### Task requirements:
Could you restate word for word every line from the one containing "for c in &currencies" to the end of the records, and nothing else?

*** Material provided

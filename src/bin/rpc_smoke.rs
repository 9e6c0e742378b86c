//! Calls the read-only remote functions against the configured backend and
//! prints what comes back. Needs SMOKE_USER_ID and SMOKE_COMPANY_ID.

use anyhow::Context;
use dotenvy::dotenv;
use uuid::Uuid;

use company_accounting::accounting::debt::aging_report;
use company_accounting::accounting::statements::BalanceSheet;
use company_accounting::config::AppConfig;
use company_accounting::database::db::{connection::get_backend, queries};
use company_accounting::telemetry;

fn env_uuid(key: &str) -> anyhow::Result<Uuid> {
    let raw = std::env::var(key).with_context(|| format!("{key} must be set"))?;
    Uuid::parse_str(raw.trim()).with_context(|| format!("{key} is not a uuid"))
}

#[tokio::main]
async fn main() -> anyhow::Result<()> {
    dotenv().ok();
    telemetry::init_tracing();

    let config = AppConfig::from_env()?;
    let client = get_backend(&config)?;
    let user_id = env_uuid("SMOKE_USER_ID")?;
    let company_id = env_uuid("SMOKE_COMPANY_ID")?;

    println!("\n--- get_user_companies_and_stores ---");
    let ctx = queries::get_user_companies_and_stores(&client, user_id).await?;
    println!("   > {} companies", ctx.companies.len());
    assert!(
        ctx.company(company_id).is_some(),
        "user is not a member of SMOKE_COMPANY_ID"
    );

    println!("\n--- get_company_currencies ---");
    let currencies = queries::get_company_currencies(&client, company_id).await?;
    for c in &currencies {
        println!("   > {} ({} denominations)", c.currency_code, c.denominations.len());
    }

    println!("\n--- list_accounts ---");
    let accounts = queries::list_accounts(&client, None).await?;
    println!("   > {} accounts", accounts.len());

    println!("\n--- get_cash_locations ---");
    let locations = queries::get_cash_locations(&client, company_id, None, None).await?;
    for l in &locations {
        println!("   > {} [{}] book {} / actual {}", l.location_name, l.location_type, l.book_amount, l.actual_amount);
    }

    println!("\n--- get_balance_sheet ---");
    let rows = queries::get_balance_sheet(&client, company_id, None, None, None).await?;
    let sheet = BalanceSheet::from_rows(rows);
    println!(
        "   > assets {} / liabilities {} / equity {} (balanced: {})",
        sheet.total_assets, sheet.total_liabilities, sheet.total_equity, sheet.is_balanced
    );
    println!("   > ratios {:?}", sheet.ratios);

    println!("\n--- get_debt_summary ---");
    let summary = queries::get_debt_summary(&client, company_id, None).await?;
    println!("   > {:?}", summary);

    println!("\n--- debts_receivable aging ---");
    let debts = queries::list_debts_receivable(&client, company_id, None).await?;
    let aging = aging_report(debts.iter().map(|d| d.open_debt()), chrono::Local::now().date_naive());
    println!("   > receivable overdue {} / payable overdue {}", aging.receivable.overdue, aging.payable.overdue);

    println!("\nSmoke run complete");
    Ok(())
}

******

### Your response:
    for c in &currencies {
        println!("   > {} ({} denominations)", c.currency_code, c.denominations.len());
    }

    println!("\n--- list_accounts ---");
    let accounts = queries::list_accounts(&client, None).await?;
    println!("   > {} accounts", accounts.len());

    println!("\n--- get_cash_locations ---");
    let locations = queries::get_cash_locations(&client, company_id, None, None).await?;
    for l in &locations {
        println!("   > {} [{}] book {} / actual {}", l.location_name, l.location_type, l.book_amount, l.actual_amount);
    }

    println!("\n--- get_balance_sheet ---");
    let rows = queries::get_balance_sheet(&client, company_id, None, None, None).await?;
    let sheet = BalanceSheet::from_rows(rows);
    println!(
        "   > assets {} / liabilities {} / equity {} (balanced: {})",
        sheet.total_assets, sheet.total_liabilities, sheet.total_equity, sheet.is_balanced
    );
    println!("   > ratios {:?}", sheet.ratios);

    println!("\n--- get_debt_summary ---");
    let summary = queries::get_debt_summary(&client, company_id, None).await?;
    println!("   > {:?}", summary);

    println!("\n--- debts_receivable aging ---");
    let debts = queries::list_debts_receivable(&client, company_id, None).await?;
    let aging = aging_report(debts.iter().map(|d| d.open_debt()), chrono::Local::now().date_naive());
    println!("   > receivable overdue {} / payable overdue {}", aging.receivable.overdue, aging.payable.overdue);

    println!("\nSmoke run complete");
    Ok(())
}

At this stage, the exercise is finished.